# Thread disappears



## Marcel (Feb 25, 2016)

I started a thread, but it just disappeared after a few hours. Did somebody delete it? It was about the Februari strike in Amsterdam in the WW2 section.


----------



## GrauGeist (Feb 25, 2016)

I didn't think that the mods/admins could delete threads...does this new server setup allow it now?


----------



## Wurger (Feb 25, 2016)

I didn't do that for sure.


----------



## Marcel (Feb 25, 2016)

I didn't really think you did Wojtek. But it is strange, this afternoon it was still there, now I cannot find it anymore.


----------



## Gnomey (Feb 25, 2016)

We've always been able to delete threads (and posts) regardless of the server setup Dave. In response to Marcel's query though, I've not done anything to that thread.


----------



## Wurger (Feb 25, 2016)

I'll check on that.


----------



## GrauGeist (Feb 25, 2016)

Gnomey said:


> We've always been able to delete threads (and posts) regardless of the server setup Dave. In response to Marcel's query though, I've not done anything to that thread.

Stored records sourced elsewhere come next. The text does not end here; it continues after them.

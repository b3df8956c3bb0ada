//! Scripted HTTP/1.1 peers for integration tests
//!
//! A `Scripted` peer parses requests off a stream and asks a closure what to
//! do with each one. The same script can serve real TCP connections
//! (`MockServer`) or in-memory ones (`DuplexConnector`).

#![allow(dead_code)]

use std::net::SocketAddr;
use std::sync::atomic::{AtomicUsize, Ordering};
use std::sync::{Arc, Mutex};
use std::time::Duration;

use hpipe_client::connect::Connector;
use hpipe_client::{PipelineConfig, Result};
use tokio::io::{AsyncRead, AsyncReadExt, AsyncWrite, AsyncWriteExt, DuplexStream};
use tokio::net::TcpListener;
use tokio::task::JoinHandle;

/// A request as the server saw it.
#[derive(Debug, Clone)]
pub struct SeenRequest {
    /// 1-based connection number
    pub connection: usize,
    /// 0-based position on its connection
    pub position: usize,
    pub method: String,
    pub target: String,
    pub headers: Vec<(String, String)>,
}

impl SeenRequest {
    pub fn header(&self, name: &str) -> Option<&str> {
        self.headers
            .iter()
            .find(|(n, _)| n.eq_ignore_ascii_case(name))
            .map(|(_, v)| v.as_str())
    }
}

/// What the peer does with one request.
pub enum Reply {
    /// Write these bytes
    Send(Vec<u8>),
    /// Stop writing, keep reading until the client goes away
    Close,
    /// Write these bytes, then close as with `Close`
    SendAndClose(Vec<u8>),
    /// Write nothing for this request
    Silence,
}

type Script = dyn Fn(&SeenRequest) -> Reply + Send + Sync;

#[derive(Clone)]
pub struct Scripted {
    script: Arc<Script>,
    seen: Arc<Mutex<Vec<SeenRequest>>>,
    connections: Arc<AtomicUsize>,
}

impl Scripted {
    pub fn new(script: impl Fn(&SeenRequest) -> Reply + Send + Sync + 'static) -> Self {
        Self {
            script: Arc::new(script),
            seen: Arc::new(Mutex::new(Vec::new())),
            connections: Arc::new(AtomicUsize::new(0)),
        }
    }

    /// Every request received so far, in arrival order.
    pub fn seen(&self) -> Vec<SeenRequest> {
        self.seen.lock().unwrap().clone()
    }

    /// Connections accepted so far.
    pub fn connections(&self) -> usize {
        self.connections.load(Ordering::SeqCst)
    }

    pub async fn serve<S>(self, mut stream: S)
    where
        S: AsyncRead + AsyncWrite + Unpin,
    {
        let connection = self.connections.fetch_add(1, Ordering::SeqCst) + 1;
        let mut buf = Vec::new();
        let mut chunk = vec![0u8; 16 * 1024];
        let mut position = 0;

        loop {
            while let Some((request, used)) = parse_request(&buf, connection, position) {
                buf.drain(..used);
                position += 1;
                self.seen.lock().unwrap().push(request.clone());
                let close = match (self.script)(&request) {
                    Reply::Send(bytes) => {
                        if stream.write_all(&bytes).await.is_err() {
                            return;
                        }
                        false
                    }
                    Reply::SendAndClose(bytes) => {
                        if stream.write_all(&bytes).await.is_err() {
                            return;
                        }
                        true
                    }
                    Reply::Silence => false,
                    Reply::Close => true,
                };
                if close {
                    // FIN first, then drain so the kernel never answers
                    // unread requests with a reset.
                    let _ = stream.shutdown().await;
                    while let Ok(n) = stream.read(&mut chunk).await {
                        if n == 0 {
                            break;
                        }
                    }
                    return;
                }
            }

            match stream.read(&mut chunk).await {
                Ok(0) | Err(_) => return,
                Ok(n) => buf.extend_from_slice(&chunk[..n]),
            }
        }
    }
}

fn parse_request(buf: &[u8], connection: usize, position: usize) -> Option<(SeenRequest, usize)> {
    let mut headers = [httparse::EMPTY_HEADER; 64];
    let mut request = httparse::Request::new(&mut headers);
    let head_len = match request.parse(buf) {
        Ok(httparse::Status::Complete(len)) => len,
        Ok(httparse::Status::Partial) => return None,
        Err(e) => panic!("client sent a malformed request: {e}"),
    };

    let headers: Vec<(String, String)> = request
        .headers
        .iter()
        .map(|h| {
            (
                h.name.to_ascii_lowercase(),
                String::from_utf8_lossy(h.value).into_owned(),
            )
        })
        .collect();
    let body_len: usize = headers
        .iter()
        .find(|(n, _)| n == "content-length")
        .map(|(_, v)| v.parse().unwrap())
        .unwrap_or(0);
    if buf.len() < head_len + body_len {
        return None;
    }

    let seen = SeenRequest {
        connection,
        position,
        method: request.method.unwrap_or_default().to_string(),
        target: request.path.unwrap_or_default().to_string(),
        headers,
    };
    Some((seen, head_len + body_len))
}

/// Scripted peer behind a real TCP listener on 127.0.0.1.
pub struct MockServer {
    pub addr: SocketAddr,
    pub scripted: Scripted,
    task: JoinHandle<()>,
}

impl MockServer {
    pub async fn start(scripted: Scripted) -> Self {
        let listener = TcpListener::bind("127.0.0.1:0").await.unwrap();
        let addr = listener.local_addr().unwrap();
        let acceptor = scripted.clone();
        let task = tokio::spawn(async move {
            while let Ok((stream, _)) = listener.accept().await {
                tokio::spawn(acceptor.clone().serve(stream));
            }
        });
        Self {
            addr,
            scripted,
            task,
        }
    }

    /// Config pointing at this server with test-friendly backoff.
    pub fn config(&self) -> PipelineConfig {
        fast_config(self.addr.port())
    }
}

impl Drop for MockServer {
    fn drop(&mut self) {
        self.task.abort();
    }
}

/// Connector handing out in-memory streams served by a script.
pub struct DuplexConnector {
    pub scripted: Scripted,
}

impl Connector for DuplexConnector {
    type Io = DuplexStream;

    async fn connect(&self) -> Result<DuplexStream> {
        let (client, server) = tokio::io::duplex(64 * 1024);
        tokio::spawn(self.scripted.clone().serve(server));
        Ok(client)
    }

    fn endpoint(&self) -> String {
        "duplex".to_string()
    }
}

pub fn fast_config(port: u16) -> PipelineConfig {
    PipelineConfig::new("127.0.0.1")
        .with_port(port)
        .with_backoff_base(Duration::from_millis(1))
        .with_read_timeout(Duration::from_secs(5))
}

/// A port nothing listens on.
pub async fn closed_port() -> u16 {
    let listener = TcpListener::bind("127.0.0.1:0").await.unwrap();
    listener.local_addr().unwrap().port()
}

pub fn head_ok(content_length: u64) -> Vec<u8> {
    format!("HTTP/1.1 200 OK\r\nContent-Length: {content_length}\r\n\r\n").into_bytes()
}

pub fn ok_body(body: &str) -> Vec<u8> {
    format!(
        "HTTP/1.1 200 OK\r\nContent-Type: text/plain\r\nContent-Length: {}\r\n\r\n{body}",
        body.len()
    )
    .into_bytes()
}

pub fn status(code: u16, reason: &str) -> Vec<u8> {
    format!("HTTP/1.1 {code} {reason}\r\nContent-Length: 0\r\n\r\n").into_bytes()
}

pub fn chunked(parts: &[&str]) -> Vec<u8> {
    let mut out = b"HTTP/1.1 200 OK\r\nTransfer-Encoding: chunked\r\n\r\n".to_vec();
    for part in parts {
        out.extend_from_slice(format!("{:x}\r\n{part}\r\n", part.len()).as_bytes());
    }
    out.extend_from_slice(b"0\r\n\r\n");
    out
}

I'll be danged...not sure why I got that idea


----------



## fubar57 (Feb 26, 2016)

I read it Marcel and I know it was here for a few hours.


Geo


----------



## Marcel (Feb 26, 2016)

fubar57 said:


> I read it Marcel and I know it was here for a few hours.
> 
> 
> Geo


Thanks, at least I did not get crazy


----------



## FLYBOYJ (Feb 26, 2016)

Marcel PM me


----------



## Marcel (Feb 26, 2016)

Okay, problem solved.


----------



## Wurger (Feb 26, 2016)




----------